だから、うようよしている妖怪を倒すしかないのだ。
「妖気対策がないからどうしようもなくってね」
エフィーが残念そうに言う。
そんな話をしているとまた1体、妖怪が襲って来た。
「ひっ!」
突然現れた妖怪にびっくりする鈴。その場に座り込んでしまう。
「あはは、全く、リンはまだ経験不足ね」
『まだまだですなぁ』
エフィーと絶句丸、まあ虎緒に似たようなことを言われて心が少し傷つく鈴。
何回この人達に責められるんだ…。
「妖怪退治なんて、こんなふうな事―」
絶句丸を一振り。
「―しょっちゅうなんだからね?」
エフィーが絶句丸片手に鈴の方を向く。
その後ろで妖怪は真っ二つ。
はらはらーと、黒いものが散っていく。
この光景はだいぶ見慣れた。
「は、ははは、はは。お、お見事。あ、相変わらずだなぁー、は、はは、はははははは…」
ぎこちなく笑いながら、エフィーが差し出してくれた手を掴んで立ち上がる。
「はは、ありがと」
尻についている砂をはらう。
『大丈夫ですか?』
優花即ち白菊が言う。
「ああ、大丈夫。情けないな、俺って」
『僕もびっくりしたから大丈夫だよ、鈴君』
陰陽日月が慰めるように言った。
「見つけましたわ」
そんな声が、鈴とエフィーの後ろから聞こえた。
慌てて後ろを向く。
そこには仮面で顔を隠している、エメラルドのドレスを着た少女がいた。
「アナタたち…」
少女は右手の指で鈴をさして
「サスケリン」
エフィーを左手の指でさして
「エフィレス」
少女は両手をおろす。
「間違いありませんよね?」
と言った。
「…俺は佐介鈴だけど……」
エフィーの方を鈴は見る。
エフィーは険しい表情で
「私はエフィーよ」
と言った。
少女は首を傾げる。
「おやぁ?」
と。
「情報不足でしたかしら?でしたらエフィー様、エフィレスをご存知?」
「知らないわ」
即答。考えることすらせずにエフィーは即答した。
「そうですか…」
少女は残念そうに言う。
「でしたら―」
刹那、少女は大きな三叉槍を構えた。どこから出したか分からない三叉槍。
「サスケリンは当たりということで」
三叉槍の刃先を鈴の顔に向けて、
「殺してさしあげますわ」
ああ。
きっと俺は山田太郎ですと言えばこんな事にはならなかったのだろうな。
ありがとうございました。
キャラデザは案外決まっているキャラクターが多いです。
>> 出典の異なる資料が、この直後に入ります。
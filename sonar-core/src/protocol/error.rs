pub type FrameResult<T> = core::result::Result<T, FrameError>;

/// Reasons a poll produced no usable distance.
#[derive(Debug, Clone, Copy, PartialEq, Eq, thiserror::Error)]
pub enum FrameError {
    #[error("timed out with {received} of 4 bytes available")]
    Timeout { received: usize },

    #[error("unexpected header byte {0:#04x}")]
    BadHeader(u8),

    #[error("checksum mismatch: expected {expected:#04x}, got {actual:#04x}")]
    Checksum { expected: u8, actual: u8 },

    #[error("distance {0} cm out of range")]
    OutOfRange(u16),
}
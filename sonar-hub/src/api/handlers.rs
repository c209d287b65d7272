use axum::{Json, body::Bytes, extract::State};
use sonar_core::{PullBody, PushPayload};
use tracing::{info, warn};

use super::error::ApiError;
use super::models::StatusResponse;
use crate::AppState;

// Current value of every channel
pub async fn pull(State(state): State<AppState>) -> Json<PullBody> {
    let snapshot = state.store.snapshot().await;
    Json(PullBody::from(&snapshot))
}

// Merge readings pushed by the relay node
pub async fn push(
    State(state): State<AppState>,
    body: Bytes,
) -> Result<Json<StatusResponse>, ApiError> {
    let payload = PushPayload::parse(&body).map_err(|e| {
        warn!(error = %e, "Rejected push");
        ApiError::from(e)
    })?;

    let written = state.store.apply_push(&payload).await;
    info!(written, ?payload, "Push accepted");

    Ok(Json(StatusResponse::accepted("Data updated")))
}

pub async fn health() -> &'static str {
    "OK"
}
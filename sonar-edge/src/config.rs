use std::io;
use std::time::Duration;

use serde::Deserialize;
use sonar_core::Channel;

use crate::sensor::SensorLink;
use crate::transport::{SerialUart, SimulatedUart, Uart};

fn default_read_timeout_ms() -> u64 {
    500
}

fn default_cycle_pause_ms() -> u64 {
    100
}

fn default_baud_rate() -> u32 {
    115_200
}

fn default_max_mm() -> u16 {
    6000
}

/// Pacing of a node's polling loop.
#[derive(Debug, Clone, Deserialize)]
pub struct NodeConfig {
    /// Pause after every loop iteration, giving the sensors time to settle
    #[serde(default = "default_cycle_pause_ms")]
    pub cycle_pause_ms: u64,
}

impl NodeConfig {
    pub fn cycle_pause(&self) -> Duration {
        Duration::from_millis(self.cycle_pause_ms)
    }
}

impl Default for NodeConfig {
    fn default() -> Self {
        Self {
            cycle_pause_ms: default_cycle_pause_ms(),
        }
    }
}

/// Timing shared by every sensor link of a node.
#[derive(Debug, Clone, Deserialize)]
pub struct LinkConfig {
    /// Longest wait for a complete frame after a poll command
    #[serde(default = "default_read_timeout_ms")]
    pub read_timeout_ms: u64,
}

impl LinkConfig {
    pub fn read_timeout(&self) -> Duration {
        Duration::from_millis(self.read_timeout_ms)
    }
}

impl Default for LinkConfig {
    fn default() -> Self {
        Self {
            read_timeout_ms: default_read_timeout_ms(),
        }
    }
}

/// Where one rangefinder is attached.
#[derive(Debug, Clone, Deserialize)]
#[serde(tag = "type", rename_all = "lowercase")]
pub enum UartConfig {
    Serial {
        /// Serial device path, e.g. "/dev/ttyS2"
        path: String,
        #[serde(default = "default_baud_rate")]
        baud_rate: u32,
    },
    Simulated {
        #[serde(default)]
        min_mm: u16,
        #[serde(default = "default_max_mm")]
        max_mm: u16,
        /// Fraction of answers sent with a broken checksum
        #[serde(default)]
        corrupt_ratio: f64,
        /// Fraction of polls left unanswered
        #[serde(default)]
        dropout_ratio: f64,
    },
}

impl UartConfig {
    pub fn serial(path: &str) -> Self {
        UartConfig::Serial {
            path: path.to_owned(),
            baud_rate: default_baud_rate(),
        }
    }

    pub fn open(&self) -> io::Result<Box<dyn Uart>> {
        let uart: Box<dyn Uart> = match self {
            UartConfig::Serial { path, baud_rate } => Box::new(SerialUart::open(path, *baud_rate)?),
            UartConfig::Simulated {
                min_mm,
                max_mm,
                corrupt_ratio,
                dropout_ratio,
            } => Box::new(SimulatedUart::new(
                *min_mm,
                *max_mm,
                *corrupt_ratio,
                *dropout_ratio,
            )),
        };
        Ok(uart)
    }

    /// Open the UART and bind it to `channel`.
    pub fn open_link(&self, channel: Channel, link: &LinkConfig) -> io::Result<SensorLink> {
        Ok(SensorLink::new(channel, self.open()?, link.read_timeout()))
    }
}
そもそもエフィーはキャラデザから生まれたキャラだし。しかも初期はロン毛(笑)
虎緒も決まってます。図書館に平安の服のいい資料があったのでそっからいろいろいじってとらおたん。
あとは折正や天神や。はい。
ガブリエルやミカエルや閻魔も決まっています。
男キャラはほとんど決まってません。